C. Jean-Louis Jacquemin
Verdun sur Garonne, Mars 2003.

Tout est blanc dans la Ville Blanche
L'air est blanc,
Le haïk est blanc,
Les chemises, les chaussettes, les shorts sont blancs,
Tout est blanc...

(pris sur le trottoir des Faiseurs de rue Michelet)

13 octobre 1947, rue d'Isly
Lycéens de Gautier en vadrouille
(le postulant Pointer rajuste sa cravate !).

13 octobre 1947 : le même continue son chemin... Il est maintenant devant la Grande Poste (derrière lui, le début du boulevard Bugeaud).

2 "photostops" le même jour !

Ma mère et moi rue d'Arzew à Oran en 1950.
Au dos on voit le tampon

"Liberty - Film"
Place d'Armes
PAYÉ 30 F

Très émouvant pour moi...
En 1946 ou 1947 sur les trottoirs d'Oran avec "Adjane" (tenant dans ma main "Hardi présente Donald").
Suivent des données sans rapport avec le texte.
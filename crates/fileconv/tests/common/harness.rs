//! Isolated directories and orchestrator setup for integration tests.

#![allow(dead_code)]

use std::path::{Path, PathBuf};
use std::sync::Arc;

use tempfile::TempDir;

use fileconv::config::schema::ToolsConfig;
use fileconv::{
    BatchConfig, BatchOrchestrator, ConversionTask, ConverterRegistry, OutputFormat,
    ProcessRunner,
};

pub struct TestHarness {
    temp_dir: TempDir,
    pub input_dir: PathBuf,
    pub output_dir: PathBuf,
}

impl TestHarness {
    pub fn new() -> Self {
        let temp_dir = TempDir::new().expect("Failed to create temp directory");
        let input_dir = temp_dir.path().join("input");
        let output_dir = temp_dir.path().join("output");
        std::fs::create_dir_all(&input_dir).expect("Failed to create input dir");

        Self {
            temp_dir,
            input_dir,
            output_dir,
        }
    }

    pub fn temp_path(&self) -> &Path {
        self.temp_dir.path()
    }

    pub fn write_input(&self, filename: &str, content: &[u8]) -> PathBuf {
        let path = self.input_dir.join(filename);
        std::fs::write(&path, content).expect("Failed to write input file");
        path
    }

    /// Writes a placeholder input and builds a task targeting `output_dir`.
    pub fn task(&self, filename: &str, format: OutputFormat) -> ConversionTask {
        let input = self.write_input(filename, b"placeholder");
        ConversionTask::new(&input, format, &self.output_dir).expect("Failed to build task")
    }

    pub fn orchestrator(&self, runner: Arc<dyn ProcessRunner>) -> BatchOrchestrator {
        self.orchestrator_with(runner, test_config())
    }

    pub fn orchestrator_with(
        &self,
        runner: Arc<dyn ProcessRunner>,
        config: BatchConfig,
    ) -> BatchOrchestrator {
        let registry = Arc::new(ConverterRegistry::from_config(&ToolsConfig::default()));
        BatchOrchestrator::new(registry, runner, config)
    }
}

pub fn test_config() -> BatchConfig {
    BatchConfig {
        max_concurrency: 16,
        ..BatchConfig::default()
    }
}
Fatma, qui était la secrétaire médicale et la femme de confiance de ma Mère était pour ma soeur et moi une sorte de nounou affectueuse et attentive, presque une grande soeur qui nous promenait volontiers. Nous l'aimions beaucoup.

Mon père, Pierre Jacquemin photographié "au posé" sur le port par un photostoppeur qui faisait systématiquement les arrivées et les départs. Chose curieuse il coupait toujours les pieds.

Voleur d'instant magique... et faiseur d'éternité

Place Bugeaud en 1947 : au sortir de son exposition le peintre Augustin Ferrando entre mon grand-père qui me donne la main (c'était son meilleur ami) et un autre peintre d'Alger. Ferrando a joué un grand rôle dans mon amour pour la peinture et les peintres.